3. Claws sharp Being well-informed on a number of subjects. "Reading Mental Floss keeps your claws sharp."
4. Dixie-fried Drunk. "It's Friday and the eagle flies tonight. Let's go get dixie-fried."
5. Everything plus Better than good-looking. "He wasn't just built, he was everything plus."
6. Focus your audio Listen carefully. "Shut your trap and focus your audio. This is important."
7. Gin mill cowboy A bar regular. (A gin mill is a bar.) "Cliff Clavin was the _flossiest gin mill cowboy of all time."

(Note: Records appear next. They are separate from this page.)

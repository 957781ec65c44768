//! Static record types for the case-study content
//!
//! All records borrow `'static` data so the content module can declare them
//! as plain constants.

use ratatui::style::Color;

/// Business rule shown in the requirements table
#[derive(Debug, Clone, Copy, PartialEq, Eq)]
pub struct BusinessRule {
    pub id: &'static str,
    pub rule: &'static str,
    pub description: &'static str,
}

/// Backlog story shown as a card
#[derive(Debug, Clone, Copy, PartialEq, Eq)]
pub struct UserStory {
    pub id: &'static str,
    pub title: &'static str,
    pub description: &'static str,
    pub points: u32,
    pub criteria: &'static [&'static str],
}

/// Average days to resolve a dispute for one process variant
#[derive(Debug, Clone, Copy, PartialEq, Eq)]
pub struct DisputeTimeDatum {
    pub name: &'static str,
    pub days: u64,
    /// Bar colour
    pub fill: Color,
}

/// Monthly support ticket count
#[derive(Debug, Clone, Copy, PartialEq, Eq)]
pub struct TicketVolumeDatum {
    pub month: &'static str,
    pub tickets: u64,
}

/// Demo milestone shown on the approval widget card
#[derive(Debug, Clone, Copy, PartialEq, Eq)]
pub struct MilestoneDetails {
    pub id: &'static str,
    pub title: &'static str,
    pub submitted_by: &'static str,
    pub amount: &'static str,
    pub transaction_id: &'static str,
}

/// Headline figure for the executive summary
#[derive(Debug, Clone, Copy, PartialEq, Eq)]
pub struct Kpi {
    pub value: &'static str,
    pub label: &'static str,
}

/// Titled block of prose
#[derive(Debug, Clone, Copy, PartialEq, Eq)]
pub struct Section {
    pub heading: &'static str,
    pub body: &'static str,
}

impl UserStory {
    /// Story number without its project prefix (e.g. GF-1024 -> 1024)
    pub fn number(&self) -> &'static str {
        self.id.trim_start_matches(|c: char| !c.is_ascii_digit())
    }
}

#[cfg(test)]
mod tests {
    use super::*;

    #[test]
    fn test_user_story_number() {
        let story = UserStory {
            id: "GF-1024",
            title: "t",
            description: "d",
            points: 1,
            criteria: &[],
        };
        assert_eq!(story.number(), "1024");
    }
}
//! Full case study: the whole write-up as one scrollable document

use ratatui::{
    prelude::*,
    widgets::{Paragraph, Wrap},
};

use super::helpers::card_block;
use super::process::{pane_lines, CURRENT_STATE_TITLE, FUTURE_STATE_TITLE};
use super::summary::section_lines;
use crate::content::{
    ticket_reduction_percent, total_story_points, BUSINESS_RULES, CASE_STUDY_SECTIONS,
    CASE_STUDY_TITLE, DIAGRAM_CURRENT_STATE_ID, DIAGRAM_FUTURE_STATE_ID, DISPUTE_TIME_DATA,
    SUMMARY_KPIS, USER_STORIES,
};
use crate::diagram::DiagramRenderer;
use crate::theme::{AMBER_WARNING, INDIGO_PRIMARY, TEXT_MUTED, TEXT_PRIMARY, TEXT_SECONDARY};

fn heading(text: &'static str) -> Line<'static> {
    Line::from(Span::styled(
        text,
        Style::default()
            .fg(INDIGO_PRIMARY)
            .add_modifier(Modifier::BOLD),
    ))
}

fn bullet(text: String) -> Line<'static> {
    Line::from(vec![
        Span::styled("• ", Style::default().fg(TEXT_MUTED)),
        Span::styled(text, Style::default().fg(TEXT_SECONDARY)),
    ])
}

/// Every line of the document, diagrams included
pub fn document_lines(diagrams: &DiagramRenderer) -> Vec<Line<'static>> {
    let mut lines = vec![
        Line::from(Span::styled(
            CASE_STUDY_TITLE,
            Style::default()
                .fg(TEXT_PRIMARY)
                .add_modifier(Modifier::BOLD),
        )),
        Line::default(),
    ];

    let kpis: Vec<String> = SUMMARY_KPIS
        .iter()
        .map(|kpi| format!("{} {}", kpi.value, kpi.label.to_lowercase()))
        .collect();
    lines.push(Line::from(Span::styled(
        kpis.join("  ·  "),
        Style::default().fg(AMBER_WARNING),
    )));
    lines.push(Line::default());

    lines.extend(section_lines(CASE_STUDY_SECTIONS));
    lines.push(Line::default());

    lines.push(heading(CURRENT_STATE_TITLE));
    lines.extend(pane_lines(diagrams.output(DIAGRAM_CURRENT_STATE_ID)));
    lines.push(Line::default());

    lines.push(heading(FUTURE_STATE_TITLE));
    lines.extend(pane_lines(diagrams.output(DIAGRAM_FUTURE_STATE_ID)));
    lines.push(Line::default());

    lines.push(heading("Business Rules"));
    for rule in BUSINESS_RULES {
        lines.push(bullet(format!(
            "{} {}: {}",
            rule.id, rule.rule, rule.description
        )));
    }
    lines.push(Line::default());

    lines.push(heading("Backlog"));
    for story in USER_STORIES {
        lines.push(bullet(format!(
            "{} {} ({} pts)",
            story.id, story.title, story.points
        )));
    }
    lines.push(bullet(format!("Total: {} story points", total_story_points())));
    lines.push(Line::default());

    lines.push(heading("Results"));
    for datum in DISPUTE_TIME_DATA {
        lines.push(bullet(format!(
            "{}: {} days to resolve",
            datum.name, datum.days
        )));
    }
    lines.push(bullet(format!(
        "Monthly dispute tickets down {}% across the pilot",
        ticket_reduction_percent()
    )));

    lines
}

pub fn render_case_study(area: Rect, diagrams: &DiagramRenderer, scroll: u16, frame: &mut Frame) {
    let paragraph = Paragraph::new(document_lines(diagrams))
        .block(card_block("Full Case Study"))
        .wrap(Wrap { trim: false })
        .scroll((scroll, 0));
    frame.render_widget(paragraph, area);
}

8. Hanging paper Paying with forged checks. "I hope that chick who stole my purse last week goes to jail for hanging paper."
9. Interviewing your brains Thinking. "I can see you're interviewing your brains, so I'll leave you alone."
10. Jungled up Having a place to live, or specific living arrangements. "All I know is that he's jungled up with that guy he met at the gin mill last month."
11. Know your groceries To be aware, or to do things well. (Similar to Douglas Adams' "know where your towel is.") "You can't give a TED Talk on something unless you really know your groceries."
12. Lead sled A car, specifically one that would now be considered a classic model. "His parents gave him their old lead sled for his 16th birthday."
13. Mason-Dixon line Anywhere out of bounds, especially regarding personal space. "Keep your hands above the Mason-Dixon line, thanks."
14. Noodle it out Think it through. "You don't have to make a decision right now. Noodle it out and call me back."
15. Off the cob Corny. "Okay, some of this old Beat slang is kinda off the cob."
16. Pearl diver A person who washes dishes. "I'm just a pearl diver at a greasy spoon, but it's a job."
17. Quail hunting Picking up women. "I'm going quail hunting and you're my wingman."
18. Red onion A hole in the wall; a really crappy bar. "I thought we were going somewhere nice but he just took me to the red onion on the corner."
19. Slated for crashville Out of control. "That girl's been in college for five minutes and is already slated for crashville."
20. Threw babies out of the balcony A big success; interchangeable with "went down a storm." "I was afraid the party would suck, but it threw babies out of the balcony."
21. Used-to-be An ex, a person you used to date. "I ran into my used-to-be in Kroger's and I looked terrible."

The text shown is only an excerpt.